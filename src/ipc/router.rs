use super::handlers;
use super::types::{AppState, Request};
use crate::ipc::error::err;

pub fn handle_request(state: &mut AppState, req: Request) -> serde_json::Value {
    if let Some(resp) = handlers::core::try_handle(state, &req) {
        return resp;
    }
    if let Some(resp) = handlers::auth::try_handle(state, &req) {
        return resp;
    }
    if let Some(resp) = handlers::activities::try_handle(state, &req) {
        return resp;
    }
    if let Some(resp) = handlers::analytics::try_handle(state, &req) {
        return resp;
    }
    if let Some(resp) = handlers::portfolio::try_handle(state, &req) {
        return resp;
    }
    if let Some(resp) = handlers::notifications::try_handle(state, &req) {
        return resp;
    }
    if let Some(resp) = handlers::users::try_handle(state, &req) {
        return resp;
    }
    if let Some(resp) = handlers::events::try_handle(state, &req) {
        return resp;
    }
    if let Some(resp) = handlers::files::try_handle(state, &req) {
        return resp;
    }

    err(
        &req.id,
        "not_implemented",
        format!("unknown method: {}", req.method),
        None,
    )
}
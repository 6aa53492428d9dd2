use crate::model::{Activity, ActivityStatus, Role, User};

/// Closed capability set. Anything not listed here cannot be asked for, which
/// makes the old default-allow fallthrough unrepresentable.
#[derive(Debug, Clone, Copy, PartialEq, Eq)]
pub enum Action {
    SubmitActivity,
    EditActivity,
    DeleteActivity,
    ApproveActivity,
    RejectActivity,
    ViewAllActivities,
    ManageUsers,
    VerifySkill,
    SendNotification,
}

/// Pure decision function: (actor, action, optional target activity) -> allow.
/// No actor denies everything.
pub fn allows(actor: Option<&User>, action: Action, resource: Option<&Activity>) -> bool {
    let Some(actor) = actor else {
        return false;
    };
    match action {
        Action::SubmitActivity => matches!(actor.role, Role::Student | Role::Admin),
        Action::ApproveActivity
        | Action::RejectActivity
        | Action::ViewAllActivities
        | Action::VerifySkill
        | Action::SendNotification => matches!(actor.role, Role::Faculty | Role::Admin),
        Action::ManageUsers => actor.role == Role::Admin,
        Action::EditActivity | Action::DeleteActivity => match actor.role {
            Role::Admin => true,
            // Students may touch their own record only while it is pending.
            // Without the record there is nothing to prove ownership against.
            Role::Student => resource
                .map(|a| a.student_id == actor.id && a.status == ActivityStatus::Pending)
                .unwrap_or(false),
            Role::Faculty => false,
        },
    }
}
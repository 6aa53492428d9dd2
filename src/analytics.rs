use crate::model::{Activity, ActivityCategory, ActivityStatus, Role, User};
use chrono::{Datelike, NaiveDate};
use serde::Serialize;
use std::collections::BTreeMap;

/// One calendar month of approved work, keyed `YYYY-MM`.
#[derive(Debug, Clone, PartialEq, Serialize)]
#[serde(rename_all = "camelCase")]
pub struct MonthlyPoint {
    pub month: String,
    pub label: String,
    pub activities: usize,
    pub points: i64,
}

/// Deterministic cohort comparison. Rank is competition rank (ties share a
/// rank) of the student's approved-point total among all student-role users.
#[derive(Debug, Clone, PartialEq, Serialize)]
#[serde(rename_all = "camelCase")]
pub struct Comparison {
    pub department_average: f64,
    pub semester_average: f64,
    pub rank: usize,
    pub cohort_size: usize,
}

#[derive(Debug, Clone, Serialize)]
#[serde(rename_all = "camelCase")]
pub struct Summary {
    pub total_activities: usize,
    pub approved_activities: usize,
    pub pending_activities: usize,
    pub rejected_activities: usize,
    pub total_points: i64,
    pub category_breakdown: BTreeMap<&'static str, i64>,
    pub monthly_progress: Vec<MonthlyPoint>,
    #[serde(skip_serializing_if = "Option::is_none")]
    pub comparison: Option<Comparison>,
}

pub fn student_summary(
    activities: &[Activity],
    users: &[User],
    student_id: &str,
    today: NaiveDate,
) -> Summary {
    let own: Vec<&Activity> = activities
        .iter()
        .filter(|a| a.student_id == student_id)
        .collect();
    let mut summary = summarize(&own, today);
    summary.comparison = Some(comparison(activities, users, student_id));
    summary
}

/// Campus-wide view: same accounting as the per-student variant, no cohort
/// comparison (rank against the whole campus is not meaningful for a scope
/// that is the whole campus).
pub fn global_summary(activities: &[Activity], today: NaiveDate) -> Summary {
    let all: Vec<&Activity> = activities.iter().collect();
    summarize(&all, today)
}

fn summarize(activities: &[&Activity], today: NaiveDate) -> Summary {
    let count = |status: ActivityStatus| activities.iter().filter(|a| a.status == status).count();
    Summary {
        total_activities: activities.len(),
        approved_activities: count(ActivityStatus::Approved),
        pending_activities: count(ActivityStatus::Pending),
        rejected_activities: count(ActivityStatus::Rejected),
        total_points: approved_points(activities.iter().copied()),
        category_breakdown: category_breakdown(activities),
        monthly_progress: monthly_progress(activities, today),
        comparison: None,
    }
}

/// Only approved activities ever contribute points.
pub fn approved_points<'a>(activities: impl Iterator<Item = &'a Activity>) -> i64 {
    activities
        .filter(|a| a.status == ActivityStatus::Approved)
        .map(|a| a.points.unwrap_or(0))
        .sum()
}

/// Always fully populated: every one of the ten categories is present, zeros
/// included, so chart consumers never see a sparse map.
pub fn category_breakdown(activities: &[&Activity]) -> BTreeMap<&'static str, i64> {
    let mut breakdown: BTreeMap<&'static str, i64> = ActivityCategory::ALL
        .iter()
        .map(|c| (c.as_str(), 0))
        .collect();
    for a in activities {
        if a.status == ActivityStatus::Approved {
            *breakdown.entry(a.category.as_str()).or_insert(0) += a.points.unwrap_or(0);
        }
    }
    breakdown
}

/// Six calendar months ending with `today`'s month, oldest first. Activity
/// dates are matched by their `YYYY-MM` prefix; only approved records count.
pub fn monthly_progress(activities: &[&Activity], today: NaiveDate) -> Vec<MonthlyPoint> {
    (0..6)
        .rev()
        .map(|back| {
            let (year, month) = shift_month(today.year(), today.month(), back);
            let key = format!("{:04}-{:02}", year, month);
            let label = NaiveDate::from_ymd_opt(year, month, 1)
                .map(|d| d.format("%b %Y").to_string())
                .unwrap_or_else(|| key.clone());
            let in_month: Vec<&&Activity> = activities
                .iter()
                .filter(|a| a.status == ActivityStatus::Approved && a.date.starts_with(&key))
                .collect();
            MonthlyPoint {
                month: key,
                label,
                activities: in_month.len(),
                points: in_month.iter().map(|a| a.points.unwrap_or(0)).sum(),
            }
        })
        .collect()
}

fn shift_month(year: i32, month: u32, back: i32) -> (i32, u32) {
    let total = year * 12 + month as i32 - 1 - back;
    (total.div_euclid(12), total.rem_euclid(12) as u32 + 1)
}

fn comparison(activities: &[Activity], users: &[User], student_id: &str) -> Comparison {
    let students: Vec<&User> = users.iter().filter(|u| u.role == Role::Student).collect();
    let total_for =
        |uid: &str| approved_points(activities.iter().filter(|a| a.student_id == uid));
    let own_total = total_for(student_id);
    let rank = 1 + students
        .iter()
        .filter(|u| u.id != student_id && total_for(&u.id) > own_total)
        .count();

    let me = students.iter().find(|u| u.id == student_id);
    let department = me.and_then(|m| m.department.as_deref());
    let semester = me.and_then(|m| m.semester);

    let mut dept_totals: Vec<i64> = Vec::new();
    let mut sem_totals: Vec<i64> = Vec::new();
    for u in &students {
        let total = total_for(&u.id);
        if department.is_some() && u.department.as_deref() == department {
            dept_totals.push(total);
        }
        if semester.is_some() && u.semester == semester {
            sem_totals.push(total);
        }
    }

    Comparison {
        department_average: mean(&dept_totals),
        semester_average: mean(&sem_totals),
        rank,
        cohort_size: students.len(),
    }
}

fn mean(totals: &[i64]) -> f64 {
    if totals.is_empty() {
        return 0.0;
    }
    totals.iter().map(|&t| t as f64).sum::<f64>() / totals.len() as f64
}

#[cfg(test)]
mod tests {
    use super::*;
    use crate::model::{ActivityCategory, ActivityType};

    fn activity(
        id: &str,
        student: &str,
        status: ActivityStatus,
        category: ActivityCategory,
        date: &str,
        points: Option<i64>,
    ) -> Activity {
        Activity {
            id: id.to_string(),
            title: format!("activity {id}"),
            description: String::new(),
            category,
            kind: ActivityType::Seminar,
            date: date.to_string(),
            duration: None,
            location: None,
            organizer: None,
            certificates: None,
            images: None,
            status,
            approved_by: None,
            approved_at: None,
            rejection_reason: None,
            points,
            student_id: student.to_string(),
            created_at: format!("{date}T00:00:00Z"),
            updated_at: format!("{date}T00:00:00Z"),
        }
    }

    fn student(id: &str, department: &str, semester: i64) -> User {
        User {
            id: id.to_string(),
            email: format!("{id}@demo.com"),
            password: None,
            name: id.to_string(),
            role: Role::Student,
            student_id: Some(format!("S{id}")),
            department: Some(department.to_string()),
            semester: Some(semester),
            avatar: None,
            created_at: "2025-01-01T00:00:00Z".to_string(),
        }
    }

    fn today() -> NaiveDate {
        NaiveDate::from_ymd_opt(2025, 8, 30).expect("date")
    }

    #[test]
    fn total_points_sums_approved_only() {
        let acts = vec![
            activity("1", "u1", ActivityStatus::Approved, ActivityCategory::Research, "2025-08-01", Some(25)),
            activity("2", "u1", ActivityStatus::Approved, ActivityCategory::Workshop, "2025-07-10", Some(5)),
            activity("3", "u1", ActivityStatus::Pending, ActivityCategory::Research, "2025-08-02", Some(99)),
            activity("4", "u1", ActivityStatus::Rejected, ActivityCategory::Academic, "2025-06-01", Some(40)),
            activity("5", "u2", ActivityStatus::Approved, ActivityCategory::Academic, "2025-08-03", Some(10)),
        ];
        let summary = student_summary(&acts, &[student("u1", "CS", 6)], "u1", today());
        assert_eq!(summary.total_points, 30);
        assert_eq!(summary.total_activities, 4);
        assert_eq!(summary.approved_activities, 2);
        assert_eq!(summary.pending_activities, 1);
        assert_eq!(summary.rejected_activities, 1);
    }

    #[test]
    fn empty_scope_has_zero_points_and_full_breakdown() {
        let summary = student_summary(&[], &[], "ghost", today());
        assert_eq!(summary.total_points, 0);
        assert_eq!(summary.category_breakdown.len(), 10);
        assert!(summary.category_breakdown.values().all(|&v| v == 0));
    }

    #[test]
    fn breakdown_has_all_ten_keys_and_buckets_points_by_category() {
        let acts = vec![
            activity("1", "u1", ActivityStatus::Approved, ActivityCategory::Research, "2025-08-01", Some(25)),
            activity("2", "u1", ActivityStatus::Approved, ActivityCategory::Research, "2025-07-01", Some(25)),
            activity("3", "u1", ActivityStatus::Pending, ActivityCategory::Workshop, "2025-08-01", Some(5)),
        ];
        let refs: Vec<&Activity> = acts.iter().collect();
        let breakdown = category_breakdown(&refs);
        assert_eq!(breakdown.len(), 10);
        assert_eq!(breakdown["research"], 50);
        assert_eq!(breakdown["workshop"], 0);
        assert_eq!(breakdown["community-service"], 0);
    }

    #[test]
    fn monthly_progress_covers_six_months_oldest_first() {
        let acts = vec![
            activity("1", "u1", ActivityStatus::Approved, ActivityCategory::Academic, "2025-08-12", Some(10)),
            activity("2", "u1", ActivityStatus::Approved, ActivityCategory::Academic, "2025-03-05", Some(5)),
            // Outside the window.
            activity("3", "u1", ActivityStatus::Approved, ActivityCategory::Academic, "2025-02-28", Some(99)),
            // In the window but not approved.
            activity("4", "u1", ActivityStatus::Pending, ActivityCategory::Academic, "2025-08-13", Some(99)),
        ];
        let refs: Vec<&Activity> = acts.iter().collect();
        let months = monthly_progress(&refs, today());
        assert_eq!(months.len(), 6);
        assert_eq!(months[0].month, "2025-03");
        assert_eq!(months[5].month, "2025-08");
        assert_eq!(months[0].points, 5);
        assert_eq!(months[5].points, 10);
        assert_eq!(months[5].activities, 1);
        assert_eq!(months[1].points, 0);
    }

    #[test]
    fn month_window_crosses_year_boundaries() {
        let jan = NaiveDate::from_ymd_opt(2026, 1, 15).expect("date");
        let months = monthly_progress(&[], jan);
        let keys: Vec<&str> = months.iter().map(|m| m.month.as_str()).collect();
        assert_eq!(keys, vec!["2025-08", "2025-09", "2025-10", "2025-11", "2025-12", "2026-01"]);
        assert_eq!(months[5].label, "Jan 2026");
    }

    #[test]
    fn rank_is_deterministic_competition_rank() {
        let users = vec![student("u1", "CS", 6), student("u2", "CS", 6), student("u3", "ME", 4)];
        let acts = vec![
            activity("1", "u1", ActivityStatus::Approved, ActivityCategory::Academic, "2025-08-01", Some(10)),
            activity("2", "u2", ActivityStatus::Approved, ActivityCategory::Research, "2025-08-01", Some(25)),
            activity("3", "u3", ActivityStatus::Approved, ActivityCategory::Academic, "2025-08-01", Some(10)),
        ];
        let cmp = student_summary(&acts, &users, "u1", today()).comparison.expect("comparison");
        assert_eq!(cmp.rank, 2);
        assert_eq!(cmp.cohort_size, 3);
        // u1 and u3 tie on 10 points; both rank 2.
        let cmp3 = student_summary(&acts, &users, "u3", today()).comparison.expect("comparison");
        assert_eq!(cmp3.rank, 2);
        let cmp2 = student_summary(&acts, &users, "u2", today()).comparison.expect("comparison");
        assert_eq!(cmp2.rank, 1);
        // Department average only spans the student's own department.
        assert_eq!(cmp.department_average, 17.5);
        assert_eq!(cmp3.department_average, 10.0);
    }

    #[test]
    fn global_summary_sums_real_points_and_skips_comparison() {
        let acts = vec![
            activity("1", "u1", ActivityStatus::Approved, ActivityCategory::Academic, "2025-08-01", Some(10)),
            activity("2", "u2", ActivityStatus::Approved, ActivityCategory::Research, "2025-08-01", Some(25)),
            activity("3", "u2", ActivityStatus::Pending, ActivityCategory::Research, "2025-08-01", None),
        ];
        let summary = global_summary(&acts, today());
        // Real recorded points, not approvedCount * 10.
        assert_eq!(summary.total_points, 35);
        assert_eq!(summary.total_activities, 3);
        assert!(summary.comparison.is_none());
    }
}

▶ What you need to do
Would you output, unchanged, each line from the start of the records to the line that holds "Some(resp) = handlers::activities::try_handle(state, &req)", both included and nothing else?

▶ Task answer
filename src/ipc/router.rs
use super::handlers;
use super::types::{AppState, Request};
use crate::ipc::error::err;

pub fn handle_request(state: &mut AppState, req: Request) -> serde_json::Value {
    if let Some(resp) = handlers::core::try_handle(state, &req) {
        return resp;
    }
    if let Some(resp) = handlers::auth::try_handle(state, &req) {
        return resp;
    }
    if let Some(resp) = handlers::activities::try_handle(state, &req) {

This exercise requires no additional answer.